> [Assignment]:
Every line from the one containing "Field schemas are" to the one containing "pub const NOT_BLANK_PATTERN: &str" in the records below, both included, must be set down exactly, and no other line.

** Opening Dataset records block **

use thiserror::Error;

/// Errors raised while preparing a test environment.
#[derive(Error, Debug)]
pub enum TestError {
    /// Connecting to the in-memory database or creating a table failed.
    #[error(transparent)]
    Database(#[from] sea_orm::DbErr),
}
use serde::{Deserialize, Serialize};
use utoipa::ToSchema;

use crate::model::training_session::TrainingSessionRequestDto;

#[derive(Serialize, Deserialize, PartialEq, Clone, Debug, ToSchema)]
#[serde(rename_all = "camelCase")]
pub struct TeamDto {
    pub id: Option<i32>,
    /// One of `F`, `M`, `N`
    pub gender: String,
    /// One of `U11`, `U13`, `U15`, `U18`, `SENIOR`, `EDH`
    pub category: String,
    pub team_number: i32,
}

/// Body of team create and update requests.
#[derive(Serialize, Deserialize, PartialEq, Clone, Debug, ToSchema)]
#[serde(rename_all = "camelCase")]
pub struct TeamRequestDto {
    pub gender: String,
    pub category: String,
    pub team_number: i32,
}

/// Body of `POST /api/teams/{id}/training-sessions`.
#[derive(Serialize, Deserialize, PartialEq, Clone, Debug, ToSchema)]
#[serde(rename_all = "camelCase")]
pub struct AddTrainingSessionDto {
    pub hall_id: i32,
    #[serde(rename = "trainingSessionDTORequest")]
    pub training_session: TrainingSessionRequestDto,
}

/// Body of `POST /api/teams/{id}/coach`.
#[derive(Serialize, Deserialize, PartialEq, Clone, Debug, ToSchema)]
#[serde(rename_all = "camelCase")]
pub struct AddRoleCoachDto {
    pub coach_id: i32,
    /// One of `MAIN`, `ASSISTANT`, `SUPPORT_STAFF`
    pub role: String,
}
use serde::{Deserialize, Serialize};
use utoipa::ToSchema;

#[derive(Serialize, Deserialize, PartialEq, Clone, Debug, ToSchema)]
#[serde(rename_all = "camelCase")]
pub struct AddressDto {
    pub street: String,
    pub city: String,
    pub postal_code: String,
    pub country: String,
}

#[derive(Serialize, Deserialize, PartialEq, Clone, Debug, ToSchema)]
#[serde(rename_all = "camelCase")]
pub struct HallDto {
    pub id: Option<i32>,
    pub name: String,
    pub address: AddressDto,
}

/// Body of hall create and update requests.
#[derive(Serialize, Deserialize, PartialEq, Clone, Debug, ToSchema)]
#[serde(rename_all = "camelCase")]
pub struct HallRequestDto {
    pub name: String,
    pub address: AddressDto,
}
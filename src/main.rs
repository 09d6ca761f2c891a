mod model;
mod server;

use crate::server::{config::Config, error::AppError, router, startup, state::AppState};

#[tokio::main]
async fn main() -> Result<(), AppError> {
    dotenvy::dotenv().ok();
    startup::init_logging();

    let config = Config::from_env()?;
    let db = startup::connect_to_database(&config).await?;

    let app = router::router().with_state(AppState::new(
        db,
        &config.app_url,
        config.admin_token.clone(),
    ));

    let listener = tokio::net::TcpListener::bind(&config.bind_addr).await?;
    tracing::info!("Starting server on {}", config.bind_addr);

    axum::serve(listener, app)
        .with_graceful_shutdown(shutdown_signal())
        .await?;

    Ok(())
}

async fn shutdown_signal() {
    if let Err(e) = tokio::signal::ctrl_c().await {
        tracing::error!("Failed to listen for shutdown signal: {}", e);
    }

    tracing::info!("Shutting down");
}
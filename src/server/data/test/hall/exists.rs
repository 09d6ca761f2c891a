use super::*;

/// Tests the uniqueness probe against the full name and address.
///
/// Expected: Ok(true) for an identical hall, Ok(false) when any address part differs
#[tokio::test]
async fn matches_full_address_only() -> Result<(), DbErr> {
    let test = TestBuilder::new().with_table(Hall).build().await.unwrap();
    let db = test.db.as_ref().unwrap();

    let repo = HallRepository::new(db);
    let created = repo.create(params("Gymnase")).await?;

    assert!(repo.exists(&created.name, &created.address).await?);

    let mut elsewhere = created.address.clone();
    elsewhere.city = "Strasbourg".to_string();
    assert!(!repo.exists(&created.name, &elsewhere).await?);
    assert!(!repo.exists("Annexe", &created.address).await?);

    Ok(())
}
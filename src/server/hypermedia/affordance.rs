//! Capability-gated affordances and the static operation tables they are selected from.
//!
//! Each resource type declares its mutating operations once, as a const
//! [`OperationTable`]. The [`AffordanceSelector`] walks that table in declared order and
//! keeps every operation whose required capability the caller holds. Field schemas are
//! plain metadata: nothing here executes validation.

use serde::{ser::SerializeStruct, Serialize, Serializer};

use crate::server::{
    error::assembly::AssemblyError,
    hypermedia::{capability::AuthorizationOracle, link::LinkBuilder, resource::ResourceType},
};

/// Pattern published for non-blank text fields.
pub const NOT_BLANK_PATTERN: &str = r"^(?=\s*\S).*$";

/// Media type of affordance request bodies.
pub const CONTENT_TYPE: &str = "application/json";

#[derive(Debug, Clone, Copy, PartialEq, Eq)]
pub enum HttpMethod {
    Post,
    Put,
    Delete,
}

impl HttpMethod {
    pub const fn as_str(self) -> &'static str {
        match self {
            Self::Post => "POST",
            Self::Put => "PUT",
            Self::Delete => "DELETE",
        }
    }
}

/// Input hint rendered as the HAL-FORMS property `type`.
#[derive(Debug, Clone, Copy, PartialEq, Eq)]
pub enum FieldFormat {
    Text,
    Number,
    Email,
    Time,
    Range,
    Select,
}

impl FieldFormat {
    pub const fn as_str(self) -> &'static str {
        match self {
            Self::Text => "text",
            Self::Number => "number",
            Self::Email => "email",
            Self::Time => "time",
            Self::Range => "range",
            Self::Select => "select",
        }
    }
}

/// Declared constraints of one editable input field.
///
/// Nested request bodies use dotted names (`address.street`).
#[derive(Debug, Clone, Copy, PartialEq, Eq)]
pub struct FieldDescriptor {
    pub name: &'static str,
    pub format: FieldFormat,
    pub required: bool,
    pub non_blank: bool,
    pub pattern: Option<&'static str>,
    pub min: Option<i64>,
    pub max: Option<i64>,
    pub max_length: Option<usize>,
    pub options: &'static [&'static str],
}

impl FieldDescriptor {
    const fn of(name: &'static str, format: FieldFormat) -> Self {
        Self {
            name,
            format,
            required: false,
            non_blank: false,
            pattern: None,
            min: None,
            max: None,
            max_length: None,
            options: &[],
        }
    }

    pub const fn text(name: &'static str) -> Self {
        Self::of(name, FieldFormat::Text)
    }

    pub const fn number(name: &'static str) -> Self {
        Self::of(name, FieldFormat::Number)
    }

    pub const fn email(name: &'static str) -> Self {
        Self::of(name, FieldFormat::Email)
    }

    pub const fn time(name: &'static str) -> Self {
        Self::of(name, FieldFormat::Time)
    }

    pub const fn range(name: &'static str) -> Self {
        Self::of(name, FieldFormat::Range)
    }

    pub const fn select(name: &'static str, options: &'static [&'static str]) -> Self {
        let mut field = Self::of(name, FieldFormat::Select);
        field.options = options;
        field
    }

    pub const fn required(mut self) -> Self {
        self.required = true;
        self
    }

    /// Required, and must contain at least one non-whitespace character.
    pub const fn non_blank(mut self) -> Self {
        self.required = true;
        self.non_blank = true;
        self
    }

    pub const fn pattern(mut self, pattern: &'static str) -> Self {
        self.pattern = Some(pattern);
        self
    }

    pub const fn min(mut self, min: i64) -> Self {
        self.min = Some(min);
        self
    }

    pub const fn max(mut self, max: i64) -> Self {
        self.max = Some(max);
        self
    }

    pub const fn max_length(mut self, max_length: usize) -> Self {
        self.max_length = Some(max_length);
        self
    }

    /// Pattern published to clients: the explicit one, else the non-blank pattern.
    pub fn published_pattern(&self) -> Option<&'static str> {
        match (self.pattern, self.non_blank) {
            (Some(pattern), _) => Some(pattern),
            (None, true) => Some(NOT_BLANK_PATTERN),
            (None, false) => None,
        }
    }
}
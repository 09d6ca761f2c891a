use axum::{
    extract::{Path, Query, State},
    http::StatusCode,
    response::IntoResponse,
    Json,
};

use crate::{
    model::{
        api::ErrorDto,
        coach::{CoachDto, CoachRequestDto},
    },
    server::{
        assembler::{coach::CoachAssembler, Assembler, AssemblyContext},
        controller::{HalForms, PageParams},
        error::AppError,
        middleware::auth::{AuthGuard, Caller, Permission},
        model::coach::CoachParams,
        service::coach::CoachService,
        state::AppState,
    },
};

/// Tag for grouping coach endpoints in OpenAPI documentation
pub static COACH_TAG: &str = "coach";

/// Create a new coach.
#[utoipa::path(
    post,
    path = "/api/coaches",
    tag = COACH_TAG,
    request_body = CoachRequestDto,
    security(("bearer" = [])),
    responses(
        (status = 201, description = "Successfully created coach", body = CoachDto, content_type = "application/prs.hal-forms+json"),
        (status = 400, description = "Invalid coach data", body = ErrorDto),
        (status = 401, description = "Missing bearer token", body = ErrorDto),
        (status = 403, description = "Caller is not an admin", body = ErrorDto),
        (status = 500, description = "Internal server error", body = ErrorDto)
    ),
)]
pub async fn create_coach(
    State(state): State<AppState>,
    caller: Caller,
    Json(payload): Json<CoachRequestDto>,
) -> Result<impl IntoResponse, AppError> {
    AuthGuard::new(&caller).require(&[Permission::Admin])?;

    let params = CoachParams::from_dto(payload)?;
    let coach = CoachService::new(&state.db).create(params).await?;

    let ctx = AssemblyContext::new(&state.links, &caller);
    let model = CoachAssembler::new(ctx).to_model(&coach)?;

    Ok((StatusCode::CREATED, HalForms(model)))
}

/// Get one page of coaches.
#[utoipa::path(
    get,
    path = "/api/coaches",
    tag = COACH_TAG,
    params(PageParams),
    responses(
        (status = 200, description = "Successfully retrieved coaches", body = Vec<CoachDto>, content_type = "application/prs.hal-forms+json"),
        (status = 400, description = "Invalid page request", body = ErrorDto),
        (status = 500, description = "Internal server error", body = ErrorDto)
    ),
)]
pub async fn get_coaches(
    State(state): State<AppState>,
    caller: Caller,
    Query(params): Query<PageParams>,
) -> Result<impl IntoResponse, AppError> {
    let request = params.into_request()?;
    let page = CoachService::new(&state.db).get_paginated(&request).await?;

    let ctx = AssemblyContext::new(&state.links, &caller);
    let model = CoachAssembler::new(ctx).to_paged_model(&page)?;

    Ok(HalForms(model))
}

#[utoipa::path(
    get,
    path = "/api/coaches/all",
    tag = COACH_TAG,
    responses(
        (status = 200, description = "Successfully retrieved coaches", body = Vec<CoachDto>, content_type = "application/prs.hal-forms+json"),
        (status = 500, description = "Internal server error", body = ErrorDto)
    ),
)]
pub async fn get_all_coaches(
    State(state): State<AppState>,
    caller: Caller,
) -> Result<impl IntoResponse, AppError> {
    let coaches = CoachService::new(&state.db).get_all().await?;

    let ctx = AssemblyContext::new(&state.links, &caller);
    let model = CoachAssembler::new(ctx).to_collection_model(&coaches)?;

    Ok(HalForms(model))
}

#[utoipa::path(
    get,
    path = "/api/coaches/{id}",
    tag = COACH_TAG,
    params(
        ("id" = i32, Path, description = "Coach ID")
    ),
    responses(
        (status = 200, description = "Successfully retrieved coach", body = CoachDto, content_type = "application/prs.hal-forms+json"),
        (status = 404, description = "Coach not found", body = ErrorDto),
        (status = 500, description = "Internal server error", body = ErrorDto)
    ),
)]
pub async fn get_coach(
    State(state): State<AppState>,
    caller: Caller,
    Path(id): Path<i32>,
) -> Result<impl IntoResponse, AppError> {
    let coach = CoachService::new(&state.db).get_by_id(id).await?;

    let ctx = AssemblyContext::new(&state.links, &caller);
    let model = CoachAssembler::new(ctx).to_model(&coach)?;

    Ok(HalForms(model))
}

/// Replace a coach's contact details.
#[utoipa::path(
    put,
    path = "/api/coaches/{id}",
    tag = COACH_TAG,
    params(
        ("id" = i32, Path, description = "Coach ID")
    ),
    request_body = CoachRequestDto,
    security(("bearer" = [])),
    responses(
        (status = 200, description = "Successfully updated coach", body = CoachDto, content_type = "application/prs.hal-forms+json"),
        (status = 400, description = "Invalid coach data", body = ErrorDto),
        (status = 401, description = "Missing bearer token", body = ErrorDto),
        (status = 403, description = "Caller is not an admin", body = ErrorDto),
        (status = 404, description = "Coach not found", body = ErrorDto),
        (status = 500, description = "Internal server error", body = ErrorDto)
    ),
)]
pub async fn update_coach(
    State(state): State<AppState>,
    caller: Caller,
    Path(id): Path<i32>,
    Json(payload): Json<CoachRequestDto>,
) -> Result<impl IntoResponse, AppError> {
    AuthGuard::new(&caller).require(&[Permission::Admin])?;

    let params = CoachParams::from_dto(payload)?;
    let coach = CoachService::new(&state.db).update(id, params).await?;

    let ctx = AssemblyContext::new(&state.links, &caller);
    let model = CoachAssembler::new(ctx).to_model(&coach)?;

    Ok(HalForms(model))
}

/// Delete a coach along with every role they hold.
#[utoipa::path(
    delete,
    path = "/api/coaches/{id}",
    tag = COACH_TAG,
    params(
        ("id" = i32, Path, description = "Coach ID")
    ),
    security(("bearer" = [])),
    responses(
        (status = 204, description = "Successfully deleted coach"),
        (status = 401, description = "Missing bearer token", body = ErrorDto),
        (status = 403, description = "Caller is not an admin", body = ErrorDto),
        (status = 404, description = "Coach not found", body = ErrorDto),
        (status = 500, description = "Internal server error", body = ErrorDto)
    ),
)]
pub async fn delete_coach(
    State(state): State<AppState>,
    caller: Caller,
    Path(id): Path<i32>,
) -> Result<impl IntoResponse, AppError> {
    AuthGuard::new(&caller).require(&[Permission::Admin])?;

    CoachService::new(&state.db).delete(id).await?;

    Ok(StatusCode::NO_CONTENT)
}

** Closing Dataset records block **

> [Exercise answer]:
//! keeps every operation whose required capability the caller holds. Field schemas are
//! plain metadata: nothing here executes validation.

use serde::{ser::SerializeStruct, Serialize, Serializer};

use crate::server::{
    error::assembly::AssemblyError,
    hypermedia::{capability::AuthorizationOracle, link::LinkBuilder, resource::ResourceType},
};

/// Pattern published for non-blank text fields.
pub const NOT_BLANK_PATTERN: &str = r"^(?=\s*\S).*$";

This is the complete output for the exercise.